Easy, minimal ingredients, and tasty (like tasty enough to earn kid approval), those are my weeknight meal requirements. This easy, healthy chili ticks all the boxes. Bonus? I almost always have most the ingredients for this dish already in my house! Something to note, you’ll notice down below when I go over what you’ll need to make this dinner, one of the sections is labeled as “pantry items”. I am a big believer in having a well stocked pantry, it really does make preparing dishes so much easier. Let me know if you’re interested in my take on a well stocked pantry, there’s also many resources pertaining to this subject on Google! 🙂
I also want to quickly mention is how easy this is to make vegan/vegetarian! This time I made the chili I didn’t have any hamburger or ground turkey, but I did have extra beans! I chose to forego meat and add extra beans in as the main source of protein, super filling and delicious, not to mention beans are cheaper than meat.
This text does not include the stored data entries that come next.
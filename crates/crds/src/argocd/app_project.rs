//! AppProject Custom Resource Definition

use kube::CustomResource;
use schemars::JsonSchema;
use serde::{Deserialize, Serialize};

use super::application::ApplicationDestination;

/// AppProjectSpec defines the desired state of an AppProject
#[derive(CustomResource, Debug, Clone, Serialize, Deserialize, JsonSchema, PartialEq)]
#[kube(
    group = "argoproj.io",
    version = "v1alpha1",
    kind = "AppProject",
    namespaced
)]
#[serde(rename_all = "camelCase")]
pub struct AppProjectSpec {
    /// Free text description
    #[serde(default, skip_serializing_if = "Option::is_none")]
    pub description: Option<String>,

    /// Repositories Applications may pull from, "*" for any
    #[serde(default, skip_serializing_if = "Vec::is_empty")]
    pub source_repos: Vec<String>,

    /// Namespaces Applications may be created in
    #[serde(default, skip_serializing_if = "Vec::is_empty")]
    pub source_namespaces: Vec<String>,

    /// Clusters and namespaces Applications may deploy to
    #[serde(default, skip_serializing_if = "Vec::is_empty")]
    pub destinations: Vec<ApplicationDestination>,

    /// Cluster-scoped kinds Applications may deploy
    #[serde(default, skip_serializing_if = "Vec::is_empty")]
    pub cluster_resource_whitelist: Vec<GroupKind>,

    /// Namespaced kinds Applications may not deploy
    #[serde(default, skip_serializing_if = "Vec::is_empty")]
    pub namespace_resource_blacklist: Vec<GroupKind>,

    /// Project roles for RBAC
    #[serde(default, skip_serializing_if = "Vec::is_empty")]
    pub roles: Vec<ProjectRole>,
}

/// API group and kind pair
#[derive(Debug, Clone, Serialize, Deserialize, JsonSchema, PartialEq, Eq)]
#[serde(rename_all = "camelCase")]
pub struct GroupKind {
    pub group: String,
    pub kind: String,
}

/// Project-scoped RBAC role
#[derive(Debug, Clone, Serialize, Deserialize, JsonSchema, PartialEq, Eq)]
#[serde(rename_all = "camelCase")]
pub struct ProjectRole {
    /// Role name
    pub name: String,

    #[serde(default, skip_serializing_if = "Option::is_none")]
    pub description: Option<String>,

    /// Casbin policy lines, e.g. "p, proj:demo:ci, applications, sync, demo/*, allow"
    #[serde(default, skip_serializing_if = "Vec::is_empty")]
    pub policies: Vec<String>,

    /// OIDC groups bound to the role
    #[serde(default, skip_serializing_if = "Vec::is_empty")]
    pub groups: Vec<String>,
}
Omit dairy (cheese and sour cream topping) to make it vegan.
Sauté those peppers and onion in some olive oil and a sprinkle of salt until translucent.
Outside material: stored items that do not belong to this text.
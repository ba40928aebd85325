//! Upstream CRD models
//!
//! Typed Rust models of the third-party Custom Resource Definitions that are
//! exposed as manifest resources. Each model is a `kube::CustomResource`, so
//! its OpenAPI schema, `apiVersion` and `kind` come from the derive.
//!
//! Status sub-resources are not modelled: manifests only carry desired state.

pub mod argocd;
pub mod cert_manager;
pub mod external_secrets;
pub mod monitoring;
pub mod references;

pub use argocd::*;
pub use cert_manager::*;
pub use external_secrets::*;
pub use monitoring::*;
pub use references::*;

use k8s_openapi::apiextensions_apiserver::pkg::apis::apiextensions::v1::CustomResourceDefinition;
use kube::CustomResourceExt;

/// CustomResourceDefinitions of every supported CRD, in registration order
pub fn all_crds() -> Vec<CustomResourceDefinition> {
    vec![
        Certificate::crd(),
        Issuer::crd(),
        ClusterIssuer::crd(),
        ServiceMonitor::crd(),
        PodMonitor::crd(),
        PrometheusRule::crd(),
        Application::crd(),
        AppProject::crd(),
        ExternalSecret::crd(),
        SecretStore::crd(),
        ClusterSecretStore::crd(),
    ]
}

#[cfg(test)]
mod tests {
    use super::*;
    use kube::Resource;

    #[test]
    fn test_all_crds_are_unique() {
        let crds = all_crds();
        let mut names: Vec<_> = crds
            .iter()
            .map(|crd| crd.metadata.name.clone().unwrap_or_default())
            .collect();
        names.sort();
        names.dedup();
        assert_eq!(names.len(), crds.len());
        assert!(names.contains(&"certificates.cert-manager.io".to_string()));
        assert!(names.contains(&"servicemonitors.monitoring.coreos.com".to_string()));
    }

    #[test]
    fn test_scopes() {
        assert_eq!(Certificate::crd().spec.scope, "Namespaced");
        assert_eq!(ClusterIssuer::crd().spec.scope, "Cluster");
        assert_eq!(ClusterSecretStore::crd().spec.scope, "Cluster");
    }

    #[test]
    fn test_api_versions() {
        assert_eq!(Certificate::api_version(&()), "cert-manager.io/v1");
        assert_eq!(Application::api_version(&()), "argoproj.io/v1alpha1");
        assert_eq!(ExternalSecret::kind(&()), "ExternalSecret");
    }

    #[test]
    fn test_wrapper_types_survive_crd_generation() {
        let crd = serde_json::to_value(Issuer::crd()).unwrap();
        let vault = &crd["spec"]["versions"][0]["schema"]["openAPIV3Schema"]["properties"]["spec"]
            ["properties"]["vault"]["properties"];
        assert_eq!(vault["caBundle"]["format"], "byte");
        assert_eq!(vault["auth"]["x-kubernetes-preserve-unknown-fields"], true);
    }

    #[test]
    fn test_renamed_fields_keep_upstream_names() {
        let crd = serde_json::to_value(Application::crd()).unwrap();
        let source = &crd["spec"]["versions"][0]["schema"]["openAPIV3Schema"]["properties"]["spec"]
            ["properties"]["source"]["properties"];
        assert!(source.get("repoURL").is_some());

        let crd = serde_json::to_value(Certificate::crd()).unwrap();
        let spec = &crd["spec"]["versions"][0]["schema"]["openAPIV3Schema"]["properties"]["spec"];
        assert!(spec["properties"].get("isCA").is_some());
        let required: Vec<&str> = spec["required"]
            .as_array()
            .unwrap()
            .iter()
            .filter_map(|v| v.as_str())
            .collect();
        assert!(required.contains(&"secretName"));
        assert!(required.contains(&"issuerRef"));
    }
}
Then, simply add all the rest of the ingredients, it’s that easy.
Finished product, so tasty. I always make a big batch of this that will feed my family of four for two dinners and a lunch.
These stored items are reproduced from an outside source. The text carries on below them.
//! Kubernetes CRD manifest resources
//!
//! Exposes Custom Resource Definitions as declarative manifest resources.
//! Each resource type validates user configuration against a schema derived
//! from the CRD's OpenAPI definition, stamps `apiVersion`/`kind`, renders the
//! object as YAML and records the YAML plus a timestamp id in state.
//!
//! Nothing here talks to a cluster: read is a no-op, delete only forgets.
//!
//! # Example
//!
//! ```no_run
//! use k8s_manifest_provider::{MemoryStateStore, Provider};
//! use serde_json::json;
//!
//! # fn example() -> Result<(), Box<dyn std::error::Error>> {
//! let provider = Provider::new("k8s")?;
//! let store = MemoryStateStore::new();
//!
//! let config = json!({
//!     "metadata": { "name": "web", "namespace": "default" },
//!     "spec": {
//!         "secret_name": "web-tls",
//!         "dns_names": ["web.example.com"],
//!         "issuer_ref": { "name": "letsencrypt", "kind": "ClusterIssuer" }
//!     }
//! });
//! let response = provider.apply(&store, "k8s_cert_manager_io_certificate_v1_manifest", "web", &config)?;
//! if let Some(state) = response.state {
//!     println!("{}", state.yaml);
//! }
//! # Ok(())
//! # }
//! ```

pub mod diagnostics;
pub mod error;
pub mod manifest;
pub mod provider;
pub mod resource;
pub mod schema;
pub mod state;

pub use diagnostics::{AttributePath, Diagnostic, Diagnostics, PathStep, Severity};
pub use error::ProviderError;
pub use manifest::ManifestResource;
pub use provider::{address, Provider, DEFAULT_PROVIDER_TYPE_NAME};
pub use resource::{LifecycleResponse, RenderResponse, ResourceType};
pub use schema::{Attribute, AttributeKind, ElementType, Presence, Schema};
pub use state::{FileStateStore, MemoryStateStore, ResourceState, StateError, StateStore};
•1 lb ground beef or turkey (omit if vegan/vegetarian)
•1-2 bell peppers (any color will do)
•2-5 garlic cloves, minced
•2-4 cans of beans (if you aren’t using meat I’d go for 4 cans as this will be your main source of protein!)
•2-3 cans low-sodium diced tomatoes, un-drained
•1 can tomato paste
•1-2, 32 oz low sodium stock (chicken, beef or veggie depending on what protein source you’re using)
•little bit of oil (to sauté in)
•cumin, chili powder, oregano, parsley, red pepper flakes or crushed red pepper (I usually leave this out, my kids can’t hang with all that spice) salt & pepper to taste
•topping ideas: chives, cheese, sour cream, avocado, tortilla chips
1. Sauté onion and pepper till soft (sprinkle with salt to help soften)
2. Add minced garlic cloves and ground beef or turkey (if using, otherwise skip to next step!)
3. Add all remaining ingredients and let simmer, the longer you can let it simmer the better, I like to give mine roughly 3 hours if I can. Add liquid (stock or water) as needed to reach desired consistency.
4. Add your favorite toppings and serve with fresh rolls (recipe coming soon 😉), or really good bread, and enjoy!
REMEMBER! Add and omit as you see fit, my motto when in the kitchen. 😉 There are no rules and no exacts, which is why the spices above are without a measurement or recommendation. This is really just a base recipe, add more beans if you like, less tomatoes, you name it, have fun!